Durement confronté au nazisme, cet autodidacte provocateur à la culture encyclopédique, rebelle à toute « école », affirma toujours sa marginalité. Retiré dès 1958 à Bargfeld, dans les landes de Lüneburg (d'où le surnom qu'on lui donne : l'Ermite de la lande), il a voulu conserver dans et par la littérature ce qu'il avait sauvé du naufrage du monde : ainsi le narrateur de Léviathan (1949), soldat entraîné dans la débâcle, veut-il préserver son intégrité face à la « bestialité » générale.
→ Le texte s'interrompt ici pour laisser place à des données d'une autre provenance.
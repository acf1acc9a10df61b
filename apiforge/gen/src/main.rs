//! apiforge code generator
//!
//! Generates DTOs, an axum server and a client SDK from a normalized API
//! model stored as JSON.

use std::fs;
use std::path::{Path, PathBuf};

use apiforge_define::{ApiModel, BuildConfig};
use apiforge_gen::errors::GeneratorError;
use apiforge_gen::output::{DirectoryEmitter, DryRunEmitter, Emitter, generate};
use clap::Parser;
use colored::Colorize;
use tracing::{debug, info};
use tracing_subscriber::{filter::EnvFilter, fmt, layer::SubscriberExt, util::SubscriberInitExt};

/// apiforge generator - turns an API model into server, client and DTO code
#[derive(Parser, Debug)]
#[command(name = "apiforge-gen")]
#[command(author, version, about, long_about = None)]
struct Cli {
    /// Normalized API model (JSON)
    #[arg(short, long, value_name = "FILE")]
    model: PathBuf,

    /// Build configuration (TOML); defaults apply when omitted
    #[arg(short, long, value_name = "FILE")]
    config: Option<PathBuf>,

    /// Output directory for generated code
    #[arg(short, long, default_value = "src/generated")]
    output: PathBuf,

    /// Print generated code without writing files
    #[arg(long)]
    dry_run: bool,

    /// Increase verbosity (-v, -vv, -vvv)
    #[arg(short, long, action = clap::ArgAction::Count)]
    verbose: u8,

    /// Output logs as JSON
    #[arg(long)]
    json: bool,
}

/// Initialize tracing subscriber based on verbosity and output format
fn init_tracing(verbose: u8, json: bool) {
    let base_filter = match std::env::var("RUST_LOG") {
        Ok(filter) => filter,
        Err(_) => match verbose {
            0 => "warn".to_string(),
            1 => "warn,apiforge_gen=info".to_string(),
            2 => "info,apiforge_gen=debug".to_string(),
            _ => "debug,apiforge_gen=trace".to_string(),
        },
    };

    let filter = EnvFilter::try_new(&base_filter).unwrap_or_else(|_| EnvFilter::new("warn"));

    if json {
        tracing_subscriber::registry()
            .with(filter)
            .with(fmt::layer().json().with_writer(std::io::stderr))
            .init();
    } else {
        tracing_subscriber::registry()
            .with(filter)
            .with(
                fmt::layer()
                    .with_target(true)
                    .with_level(true)
                    .with_file(verbose >= 3)
                    .with_line_number(verbose >= 3)
                    .with_writer(std::io::stderr)
                    .compact(),
            )
            .init();
    }
}

fn load_model(path: &Path) -> Result<ApiModel, GeneratorError> {
    let source = fs::read_to_string(path).map_err(|e| GeneratorError::ModelError {
        path: path.display().to_string(),
        reason: e.to_string(),
    })?;
    serde_json::from_str(&source).map_err(|e| GeneratorError::ModelError {
        path: path.display().to_string(),
        reason: e.to_string(),
    })
}

fn load_config(path: Option<&Path>) -> Result<BuildConfig, GeneratorError> {
    match path {
        Some(path) => Ok(BuildConfig::load(path)?),
        None => Ok(BuildConfig::default()),
    }
}

fn main() -> Result<(), GeneratorError> {
    let cli = Cli::parse();
    init_tracing(cli.verbose, cli.json);

    let model = load_model(&cli.model)?;
    let config = load_config(cli.config.as_deref())?;
    info!(
        title = %model.info.title,
        definitions = model.definitions.len(),
        operations = model.operations().count(),
        "loaded model"
    );
    for op in model.operations() {
        debug!(operation = %op.key(), "operation");
    }

    let mut directory;
    let mut dry_run = DryRunEmitter;
    let emitter: &mut dyn Emitter = if cli.dry_run {
        &mut dry_run
    } else {
        directory = DirectoryEmitter::new(&cli.output);
        &mut directory
    };

    match generate(&model, &config, emitter) {
        Ok(files) => {
            if !cli.dry_run {
                for file in &files {
                    eprintln!("{} {}", "wrote".green().bold(), cli.output.join(file).display());
                }
            }
            Ok(())
        }
        Err(GeneratorError::ArtifactsFailed { failures }) => {
            for (name, err) in &failures {
                eprintln!("{} {}: {}", "failed".red().bold(), name, err);
            }
            Err(GeneratorError::ArtifactsFailed { failures })
        }
        Err(err) => Err(err),
    }
}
Les « romans courts » de sa trilogie, Nodaddy's Kinder (Scènes de la vie d'un faune, 1953 ; Brand's Haide, Schwarze Spiegel, 1951), réunis en 1963 fragmentent la continuité épique classique en éclairs instantanés de la conscience, celle des survivants d'une catastrophe cosmique (le nazisme, la guerre atomique) qui, perdant toute trace de civilisation, retourne à un pur état de nature. Théorisé dans Berechnungen I et II (1955-1956), ce pessimisme de la décomposition a des prolongements philosophiques et stylistiques : les pulsions de la conscience sont « biologiques », elles sont déterminées par la structure de notre cerveau et soustraites à l'histoire ; leur scintillement doit être rendu « topographiquement » dans des textes où l'orthographe phonétique et une ponctuation sans règles apparentes subordonnent les formes narratives aux processus psychiques (Berechnungen III (1980). Radicalisée dans la satire la République des savants (1957), cette écriture est poussée plus loin encore dans Zettels Traum (le Rêve de Zettel, 1970), œuvre énorme dont les collages, montages, références et citations s'apparentent aux expériences de certains « fous littéraires » : somme d'érudition, rempli d'allusions, de clins d'œil, d'associations d'idées et de mots, ce texte « tridimensionnel » (divisé page par page – 1 330 en tout – en trois colonnes de longueur inégale) met en scène quatre personnages qui discutent et disputent de l'œuvre d'Egdar Poe revue et corrigée par Sigmund Freud – miroir déformant où se reflète pourtant le moi, énigmatique et démultiplié à l'infini, de l'auteur. Vaches en demi-deuil (1964) rassemble dix nouvelles champêtres, dont « Caliban sur Setebos », version moderne du mythe d'Orphée.